Delilah swung her head around and peeked out through the driver's side rolled-down window. She'd moved too fast; something she didn't normally do when she heard her name called, without checking to see if there was drama attached to it.
“Delilah?” There was no mistaking that male voice. It sounded closer and a bit more confident than it had a moment ago. But now it had more of an accusatory tone than a questioning one. “Woman, stop trying to act like it ain't you.”
The tall, dark-skinned man lumbered toward the passenger side of Delilah's car. Only a few feet separated him from the Navigator.
“Delilah Dupree . . .” The man reached the car before he could complete her name for the third time.
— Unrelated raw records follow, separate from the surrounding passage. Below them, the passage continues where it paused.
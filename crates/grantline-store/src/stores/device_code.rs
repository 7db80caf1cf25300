use std::sync::Arc;

use tokio_util::sync::CancellationToken;
use tracing::debug;

use super::DefaultGrantStore;
use crate::clock::Clock;
use crate::error::Result;
use crate::models::DeviceCode;
use crate::persisted::PersistedGrantStore;

/// Device authorization storage
///
/// The polling device addresses a record by its device code handle. The
/// user addresses it by the user code typed on the secondary device; a
/// second record under a key derived from the user code carries the
/// primary record's `internal_id`.
#[derive(Debug, Clone)]
pub struct DeviceCodeStore {
    inner: DefaultGrantStore<DeviceCode>,
}

impl DeviceCodeStore {
    pub fn new(store: Arc<dyn PersistedGrantStore>, clock: Arc<dyn Clock>) -> Self {
        Self {
            inner: DefaultGrantStore::new(store, clock),
        }
    }

    fn user_code_key(&self, user_code: &str) -> String {
        self.inner.key_for(&format!("user_code:{user_code}"))
    }

    /// Store a device authorization and return the device code handle
    ///
    /// # Errors
    /// Propagates storage failures.
    pub async fn store_device_code(&self, code: &DeviceCode, cancel: &CancellationToken) -> Result<String> {
        let mut code = code.clone();
        let handle = self.inner.create_item(&code, cancel).await?;
        code.internal_id = self.inner.key_for(&handle);
        self.inner
            .store_item_by_key(code.internal_id.clone(), &code, cancel)
            .await?;
        self.inner
            .store_item_by_key(self.user_code_key(&code.user_code), &code, cancel)
            .await?;
        Ok(handle)
    }

    /// Replace the authorization stored under `handle`
    ///
    /// # Errors
    /// Propagates storage failures.
    pub async fn update_device_code(
        &self,
        handle: &str,
        code: &DeviceCode,
        cancel: &CancellationToken,
    ) -> Result<()> {
        self.inner.store_item(handle, code, cancel).await
    }

    /// Load a live authorization by the code the user entered
    ///
    /// # Errors
    /// Propagates storage failures.
    pub async fn find_by_user_code(
        &self,
        user_code: &str,
        cancel: &CancellationToken,
    ) -> Result<Option<DeviceCode>> {
        let Some(index) = self
            .inner
            .get_item_by_key(&self.user_code_key(user_code), cancel)
            .await?
        else {
            return Ok(None);
        };
        self.inner.get_item_by_key(&index.internal_id, cancel).await
    }

    /// Record the user's decision against the code they entered
    ///
    /// Returns `false` when no live authorization carries `user_code`.
    ///
    /// # Errors
    /// Propagates storage failures.
    pub async fn update_by_user_code(
        &self,
        user_code: &str,
        code: &DeviceCode,
        cancel: &CancellationToken,
    ) -> Result<bool> {
        let Some(current) = self.find_by_user_code(user_code, cancel).await? else {
            debug!("No live device authorization for user code");
            return Ok(false);
        };
        let mut code = code.clone();
        code.internal_id = current.internal_id.clone();
        self.inner
            .store_item_by_key(current.internal_id, &code, cancel)
            .await?;
        Ok(true)
    }

    /// Load a device authorization
    ///
    /// # Errors
    /// Propagates storage failures.
    pub async fn get_device_code(
        &self,
        handle: &str,
        cancel: &CancellationToken,
    ) -> Result<Option<DeviceCode>> {
        self.inner.get_item(handle, cancel).await
    }

    /// Load a device authorization even if it has expired
    ///
    /// # Errors
    /// Propagates storage failures.
    pub async fn find_device_code(
        &self,
        handle: &str,
        cancel: &CancellationToken,
    ) -> Result<Option<DeviceCode>> {
        self.inner.peek_item(handle, cancel).await
    }

    /// Load and remove a device authorization in one step
    ///
    /// # Errors
    /// Propagates storage failures.
    pub async fn take_device_code(
        &self,
        handle: &str,
        cancel: &CancellationToken,
    ) -> Result<Option<DeviceCode>> {
        let code = self.inner.take_item(handle, cancel).await?;
        if let Some(code) = &code {
            self.remove_user_code_index(&code.user_code, cancel).await?;
        }
        Ok(code)
    }

    /// Remove a device authorization
    ///
    /// # Errors
    /// Propagates storage failures.
    pub async fn remove_device_code(&self, handle: &str, cancel: &CancellationToken) -> Result<()> {
        if let Some(code) = self.inner.peek_item(handle, cancel).await? {
            self.remove_user_code_index(&code.user_code, cancel).await?;
        }
        self.inner.remove_item(handle, cancel).await
    }

    async fn remove_user_code_index(&self, user_code: &str, cancel: &CancellationToken) -> Result<()> {
        self.inner
            .persisted_store()
            .remove(&self.user_code_key(user_code), cancel)
            .await
    }
}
He had a dark jacket flung over his arm and wore a black-and-white polka-dot shirt and matching bow tie. His white pants didn't quite fit right, but the suspenders made certain they wouldn't fall off his lanky body. And the hair—a little sparser than the last time Delilah had laid eyes upon it—still appeared shiny and hard, as though it would crack if touched.
The sight of the man's hair pulled Delilah back to her senses. Anger replaced her fear and any other feeling she'd felt a second ago.
Dayum, is that fool still wearing a conk?
Before she could put the car in drive, he was standing in front of it like he dared her to take off and risk running him over.
“Excuse me?” Delilah's mind went into warp speed but didn't take a single innovative thought with it. All she could say was, “I think you have me confused with someone else.”
“Heffa, please.” The man's dark eyes narrowed as he cautiously walked over to the driver's side and stared. His eyes looked like two brown pieces of steel as he placed his Bible on the roof of the Navigator. Without turning his cold eyes away, he pointed at the front of the car. “Now, unless you stole this monster, why does your license plate have
Delilah
on it?”
“So what if it does?” she shot back. She always knew that one day her oversized ego would land her in hot water with her vanity plate.
The man was about to say something more when several congregation members suddenly came along. Still wearing the smile of a Holy Ghost good time, one of the men greeted the deacon as he nodded toward Delilah. “Praise the Lord, Deacon Pillar. You sure gave God His due this morning.”
“Well, God is good all the time. . . .” the deacon answered without removing his Bible off the car or his eyes off Delilah.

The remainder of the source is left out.